▶ [Information supplied]:

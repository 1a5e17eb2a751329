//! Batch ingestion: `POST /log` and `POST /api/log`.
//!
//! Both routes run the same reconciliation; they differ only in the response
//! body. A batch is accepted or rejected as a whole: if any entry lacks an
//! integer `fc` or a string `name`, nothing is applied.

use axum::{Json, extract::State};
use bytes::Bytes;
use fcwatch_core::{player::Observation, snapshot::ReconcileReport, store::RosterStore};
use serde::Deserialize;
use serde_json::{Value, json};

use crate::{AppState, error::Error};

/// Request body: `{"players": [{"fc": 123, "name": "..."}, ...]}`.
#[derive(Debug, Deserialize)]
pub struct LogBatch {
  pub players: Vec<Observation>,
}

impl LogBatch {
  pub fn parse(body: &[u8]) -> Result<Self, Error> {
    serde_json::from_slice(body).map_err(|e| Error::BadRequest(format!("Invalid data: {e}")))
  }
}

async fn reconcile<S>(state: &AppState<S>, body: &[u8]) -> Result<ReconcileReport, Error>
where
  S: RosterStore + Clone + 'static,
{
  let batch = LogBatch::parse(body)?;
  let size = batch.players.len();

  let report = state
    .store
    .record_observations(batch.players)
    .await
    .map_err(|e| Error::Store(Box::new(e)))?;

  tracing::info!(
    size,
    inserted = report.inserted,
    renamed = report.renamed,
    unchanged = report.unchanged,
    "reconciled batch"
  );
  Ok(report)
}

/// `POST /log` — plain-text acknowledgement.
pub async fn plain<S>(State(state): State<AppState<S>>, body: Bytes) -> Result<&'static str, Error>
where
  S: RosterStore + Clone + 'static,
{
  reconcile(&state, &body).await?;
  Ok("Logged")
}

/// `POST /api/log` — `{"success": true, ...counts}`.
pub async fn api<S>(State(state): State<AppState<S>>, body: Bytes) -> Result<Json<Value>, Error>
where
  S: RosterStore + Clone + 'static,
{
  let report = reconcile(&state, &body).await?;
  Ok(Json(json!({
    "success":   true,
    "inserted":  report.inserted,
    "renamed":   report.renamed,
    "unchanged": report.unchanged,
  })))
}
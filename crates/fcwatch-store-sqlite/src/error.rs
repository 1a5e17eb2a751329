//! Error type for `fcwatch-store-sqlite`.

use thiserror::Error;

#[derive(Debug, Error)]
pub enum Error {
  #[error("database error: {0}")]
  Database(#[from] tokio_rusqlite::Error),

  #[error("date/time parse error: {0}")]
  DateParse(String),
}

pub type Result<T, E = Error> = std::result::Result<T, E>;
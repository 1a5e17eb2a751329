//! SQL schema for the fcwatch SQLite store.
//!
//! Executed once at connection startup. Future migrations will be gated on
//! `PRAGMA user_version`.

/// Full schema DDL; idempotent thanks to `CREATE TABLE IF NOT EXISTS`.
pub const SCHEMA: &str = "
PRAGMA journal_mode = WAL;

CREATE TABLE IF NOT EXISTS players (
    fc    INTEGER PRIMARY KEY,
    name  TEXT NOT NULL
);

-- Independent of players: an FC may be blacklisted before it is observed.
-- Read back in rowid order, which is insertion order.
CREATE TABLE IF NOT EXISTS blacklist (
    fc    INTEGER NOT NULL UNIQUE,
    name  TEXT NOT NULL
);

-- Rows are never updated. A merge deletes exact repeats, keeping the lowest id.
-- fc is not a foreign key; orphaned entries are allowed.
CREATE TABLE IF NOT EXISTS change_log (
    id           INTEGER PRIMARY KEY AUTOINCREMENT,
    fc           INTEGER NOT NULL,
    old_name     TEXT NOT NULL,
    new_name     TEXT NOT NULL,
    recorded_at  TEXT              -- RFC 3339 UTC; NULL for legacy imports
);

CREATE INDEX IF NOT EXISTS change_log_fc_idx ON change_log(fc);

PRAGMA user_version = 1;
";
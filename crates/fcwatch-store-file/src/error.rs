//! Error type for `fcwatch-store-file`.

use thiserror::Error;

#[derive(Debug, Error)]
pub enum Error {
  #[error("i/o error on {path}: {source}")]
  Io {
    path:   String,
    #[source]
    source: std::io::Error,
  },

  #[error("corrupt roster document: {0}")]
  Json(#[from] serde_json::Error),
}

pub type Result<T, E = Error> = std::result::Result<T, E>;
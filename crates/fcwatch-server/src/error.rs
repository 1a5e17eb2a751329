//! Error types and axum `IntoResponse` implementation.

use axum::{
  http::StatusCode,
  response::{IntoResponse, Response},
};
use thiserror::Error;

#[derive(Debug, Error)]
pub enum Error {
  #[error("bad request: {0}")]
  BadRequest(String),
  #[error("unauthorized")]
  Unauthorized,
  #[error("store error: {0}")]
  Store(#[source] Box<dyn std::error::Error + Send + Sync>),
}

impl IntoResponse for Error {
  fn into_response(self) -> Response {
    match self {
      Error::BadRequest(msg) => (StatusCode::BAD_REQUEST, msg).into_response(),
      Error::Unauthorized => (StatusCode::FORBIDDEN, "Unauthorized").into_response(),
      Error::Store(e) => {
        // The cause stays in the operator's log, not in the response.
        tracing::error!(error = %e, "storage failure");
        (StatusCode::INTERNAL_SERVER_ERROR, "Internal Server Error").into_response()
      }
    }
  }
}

==

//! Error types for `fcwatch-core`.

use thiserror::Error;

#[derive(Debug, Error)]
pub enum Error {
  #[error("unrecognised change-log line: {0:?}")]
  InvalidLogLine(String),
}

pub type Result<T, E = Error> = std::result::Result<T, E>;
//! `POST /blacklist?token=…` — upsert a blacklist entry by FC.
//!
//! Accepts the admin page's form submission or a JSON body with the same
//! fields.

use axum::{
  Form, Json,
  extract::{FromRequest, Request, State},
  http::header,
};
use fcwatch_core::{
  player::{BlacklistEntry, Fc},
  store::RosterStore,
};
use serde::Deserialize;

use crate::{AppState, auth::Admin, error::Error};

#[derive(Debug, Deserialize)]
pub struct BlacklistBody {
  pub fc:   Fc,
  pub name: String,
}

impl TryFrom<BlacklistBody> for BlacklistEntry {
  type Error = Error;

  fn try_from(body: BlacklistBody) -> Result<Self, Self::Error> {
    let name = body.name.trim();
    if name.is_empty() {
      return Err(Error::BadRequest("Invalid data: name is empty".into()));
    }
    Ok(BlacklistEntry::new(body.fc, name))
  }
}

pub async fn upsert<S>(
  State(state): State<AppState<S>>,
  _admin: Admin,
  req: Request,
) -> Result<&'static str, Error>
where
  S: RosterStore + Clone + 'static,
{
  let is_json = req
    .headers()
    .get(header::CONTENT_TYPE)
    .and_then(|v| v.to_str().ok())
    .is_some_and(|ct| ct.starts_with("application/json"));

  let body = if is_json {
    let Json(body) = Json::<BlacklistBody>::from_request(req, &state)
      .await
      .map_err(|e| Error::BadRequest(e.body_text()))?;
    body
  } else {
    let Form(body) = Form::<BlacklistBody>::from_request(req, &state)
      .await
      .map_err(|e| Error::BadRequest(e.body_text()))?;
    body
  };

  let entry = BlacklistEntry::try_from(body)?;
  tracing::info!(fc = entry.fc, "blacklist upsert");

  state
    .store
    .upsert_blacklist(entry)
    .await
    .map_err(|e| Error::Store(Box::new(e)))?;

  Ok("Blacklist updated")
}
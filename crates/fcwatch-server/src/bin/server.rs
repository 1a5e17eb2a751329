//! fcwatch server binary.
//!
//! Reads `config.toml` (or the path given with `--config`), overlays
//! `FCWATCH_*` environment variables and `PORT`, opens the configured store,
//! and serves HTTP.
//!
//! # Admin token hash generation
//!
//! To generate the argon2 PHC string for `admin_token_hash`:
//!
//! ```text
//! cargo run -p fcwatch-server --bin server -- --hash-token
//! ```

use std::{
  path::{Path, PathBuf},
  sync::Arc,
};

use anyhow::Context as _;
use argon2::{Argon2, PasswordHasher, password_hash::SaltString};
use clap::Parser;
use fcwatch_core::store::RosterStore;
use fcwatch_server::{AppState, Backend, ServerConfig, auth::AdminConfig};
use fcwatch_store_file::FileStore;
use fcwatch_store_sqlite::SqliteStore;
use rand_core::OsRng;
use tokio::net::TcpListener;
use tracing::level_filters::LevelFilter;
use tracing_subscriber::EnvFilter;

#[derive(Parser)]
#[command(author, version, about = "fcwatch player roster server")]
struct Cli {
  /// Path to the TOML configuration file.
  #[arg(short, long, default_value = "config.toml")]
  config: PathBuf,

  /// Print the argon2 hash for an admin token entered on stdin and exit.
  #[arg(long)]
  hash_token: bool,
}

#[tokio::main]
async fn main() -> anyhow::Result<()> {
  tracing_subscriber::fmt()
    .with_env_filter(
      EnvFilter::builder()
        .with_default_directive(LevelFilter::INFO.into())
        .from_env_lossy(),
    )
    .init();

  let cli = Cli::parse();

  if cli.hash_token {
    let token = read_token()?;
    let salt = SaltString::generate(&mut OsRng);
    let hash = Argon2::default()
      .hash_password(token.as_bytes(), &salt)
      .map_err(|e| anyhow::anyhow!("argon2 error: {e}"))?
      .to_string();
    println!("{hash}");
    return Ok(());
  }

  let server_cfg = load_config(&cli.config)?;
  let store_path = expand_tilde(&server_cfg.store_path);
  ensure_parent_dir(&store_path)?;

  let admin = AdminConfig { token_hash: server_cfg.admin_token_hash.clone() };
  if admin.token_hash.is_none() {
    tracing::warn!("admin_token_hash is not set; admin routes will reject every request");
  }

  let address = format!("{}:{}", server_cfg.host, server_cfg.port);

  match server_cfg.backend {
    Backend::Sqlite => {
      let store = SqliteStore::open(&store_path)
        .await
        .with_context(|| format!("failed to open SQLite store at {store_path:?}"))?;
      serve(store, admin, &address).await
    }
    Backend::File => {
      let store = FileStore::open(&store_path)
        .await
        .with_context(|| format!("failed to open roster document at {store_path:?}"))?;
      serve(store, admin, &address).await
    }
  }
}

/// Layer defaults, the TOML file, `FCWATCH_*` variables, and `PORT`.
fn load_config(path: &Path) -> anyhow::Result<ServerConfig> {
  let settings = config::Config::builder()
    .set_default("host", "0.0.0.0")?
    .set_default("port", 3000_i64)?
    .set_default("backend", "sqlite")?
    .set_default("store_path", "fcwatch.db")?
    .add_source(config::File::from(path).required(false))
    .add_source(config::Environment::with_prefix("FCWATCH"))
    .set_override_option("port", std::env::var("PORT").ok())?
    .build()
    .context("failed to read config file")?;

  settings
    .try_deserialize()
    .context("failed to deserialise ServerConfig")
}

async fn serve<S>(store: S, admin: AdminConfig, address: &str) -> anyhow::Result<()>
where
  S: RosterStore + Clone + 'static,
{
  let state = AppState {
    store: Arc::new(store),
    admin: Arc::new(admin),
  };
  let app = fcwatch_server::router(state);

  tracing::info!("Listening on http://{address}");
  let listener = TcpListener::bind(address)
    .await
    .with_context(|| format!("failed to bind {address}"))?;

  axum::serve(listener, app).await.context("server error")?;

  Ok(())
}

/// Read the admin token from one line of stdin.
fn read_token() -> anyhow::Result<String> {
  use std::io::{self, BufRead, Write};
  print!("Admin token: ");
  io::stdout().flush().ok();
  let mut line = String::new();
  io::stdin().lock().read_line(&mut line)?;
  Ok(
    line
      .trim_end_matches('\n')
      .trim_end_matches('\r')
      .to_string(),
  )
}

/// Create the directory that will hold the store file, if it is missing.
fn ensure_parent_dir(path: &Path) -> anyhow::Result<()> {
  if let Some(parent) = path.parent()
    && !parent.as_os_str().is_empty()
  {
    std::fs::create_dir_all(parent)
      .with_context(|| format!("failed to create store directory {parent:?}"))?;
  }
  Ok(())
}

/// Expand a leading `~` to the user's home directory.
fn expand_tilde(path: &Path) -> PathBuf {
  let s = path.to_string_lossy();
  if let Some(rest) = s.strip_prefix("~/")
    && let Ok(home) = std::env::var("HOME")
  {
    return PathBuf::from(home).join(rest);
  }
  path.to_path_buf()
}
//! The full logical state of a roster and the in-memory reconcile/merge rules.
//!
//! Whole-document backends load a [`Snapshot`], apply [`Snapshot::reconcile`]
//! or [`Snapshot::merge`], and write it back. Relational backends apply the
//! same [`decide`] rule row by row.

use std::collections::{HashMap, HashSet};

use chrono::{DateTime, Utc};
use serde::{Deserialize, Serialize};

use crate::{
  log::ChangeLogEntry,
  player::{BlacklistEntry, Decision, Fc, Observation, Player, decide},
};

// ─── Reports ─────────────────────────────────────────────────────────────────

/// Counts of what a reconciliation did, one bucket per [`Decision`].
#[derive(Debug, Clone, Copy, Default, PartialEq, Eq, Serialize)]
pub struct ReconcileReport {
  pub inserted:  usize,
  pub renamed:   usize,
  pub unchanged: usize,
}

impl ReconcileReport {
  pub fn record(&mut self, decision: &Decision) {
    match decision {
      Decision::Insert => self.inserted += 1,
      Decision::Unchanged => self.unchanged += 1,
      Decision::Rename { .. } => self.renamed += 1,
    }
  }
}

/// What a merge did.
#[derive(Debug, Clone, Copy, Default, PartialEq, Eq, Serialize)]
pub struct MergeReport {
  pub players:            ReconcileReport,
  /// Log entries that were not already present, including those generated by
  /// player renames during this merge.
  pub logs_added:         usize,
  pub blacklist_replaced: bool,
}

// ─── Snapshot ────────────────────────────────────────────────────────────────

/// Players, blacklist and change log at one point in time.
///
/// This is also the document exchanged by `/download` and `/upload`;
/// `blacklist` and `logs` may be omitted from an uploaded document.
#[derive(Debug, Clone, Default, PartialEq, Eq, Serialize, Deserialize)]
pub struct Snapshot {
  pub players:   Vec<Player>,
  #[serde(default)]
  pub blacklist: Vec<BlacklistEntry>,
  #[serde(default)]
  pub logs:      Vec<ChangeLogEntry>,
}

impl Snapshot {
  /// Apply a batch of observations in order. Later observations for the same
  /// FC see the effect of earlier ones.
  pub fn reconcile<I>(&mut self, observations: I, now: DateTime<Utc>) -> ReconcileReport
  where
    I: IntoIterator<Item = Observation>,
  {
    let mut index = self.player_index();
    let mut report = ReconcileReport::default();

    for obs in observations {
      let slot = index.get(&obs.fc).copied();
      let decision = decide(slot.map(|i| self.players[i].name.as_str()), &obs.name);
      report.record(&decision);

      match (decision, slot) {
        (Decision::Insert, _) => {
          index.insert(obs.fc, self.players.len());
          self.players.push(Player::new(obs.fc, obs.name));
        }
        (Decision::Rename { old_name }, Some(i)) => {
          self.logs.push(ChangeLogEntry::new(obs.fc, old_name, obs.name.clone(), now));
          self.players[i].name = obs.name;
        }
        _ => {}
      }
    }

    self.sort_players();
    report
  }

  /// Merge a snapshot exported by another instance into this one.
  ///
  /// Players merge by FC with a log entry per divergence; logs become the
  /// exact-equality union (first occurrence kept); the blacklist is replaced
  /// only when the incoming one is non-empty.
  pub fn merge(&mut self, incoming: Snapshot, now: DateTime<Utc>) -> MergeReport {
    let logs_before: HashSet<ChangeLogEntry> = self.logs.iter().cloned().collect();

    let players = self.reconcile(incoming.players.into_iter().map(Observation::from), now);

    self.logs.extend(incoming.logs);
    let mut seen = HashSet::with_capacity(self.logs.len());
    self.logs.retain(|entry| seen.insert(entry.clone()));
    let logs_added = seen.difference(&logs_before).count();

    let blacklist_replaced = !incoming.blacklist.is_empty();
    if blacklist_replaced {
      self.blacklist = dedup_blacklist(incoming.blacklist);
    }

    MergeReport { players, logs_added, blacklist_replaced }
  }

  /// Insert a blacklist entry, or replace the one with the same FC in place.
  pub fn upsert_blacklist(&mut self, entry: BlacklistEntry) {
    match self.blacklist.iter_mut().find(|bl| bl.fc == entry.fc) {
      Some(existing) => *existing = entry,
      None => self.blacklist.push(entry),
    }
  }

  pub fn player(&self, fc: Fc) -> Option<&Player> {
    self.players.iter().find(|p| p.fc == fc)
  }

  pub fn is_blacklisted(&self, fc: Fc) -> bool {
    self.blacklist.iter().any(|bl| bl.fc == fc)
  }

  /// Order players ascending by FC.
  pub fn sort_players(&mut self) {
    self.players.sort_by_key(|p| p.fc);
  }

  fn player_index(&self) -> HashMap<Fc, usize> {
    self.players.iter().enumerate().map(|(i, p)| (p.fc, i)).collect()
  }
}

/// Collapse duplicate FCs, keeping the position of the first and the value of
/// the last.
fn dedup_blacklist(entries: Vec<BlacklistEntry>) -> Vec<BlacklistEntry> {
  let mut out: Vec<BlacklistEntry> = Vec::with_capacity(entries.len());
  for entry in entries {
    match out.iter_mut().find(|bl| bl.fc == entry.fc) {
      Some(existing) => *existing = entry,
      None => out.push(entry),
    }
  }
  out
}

▶ [Work instructions]:
Now copy each line of the entries that mentions "renamed".

▶ [Answer space]:
    renamed = report.renamed,
    "renamed":   report.renamed,
  pub renamed:   usize,
      Decision::Rename { .. } => self.renamed += 1,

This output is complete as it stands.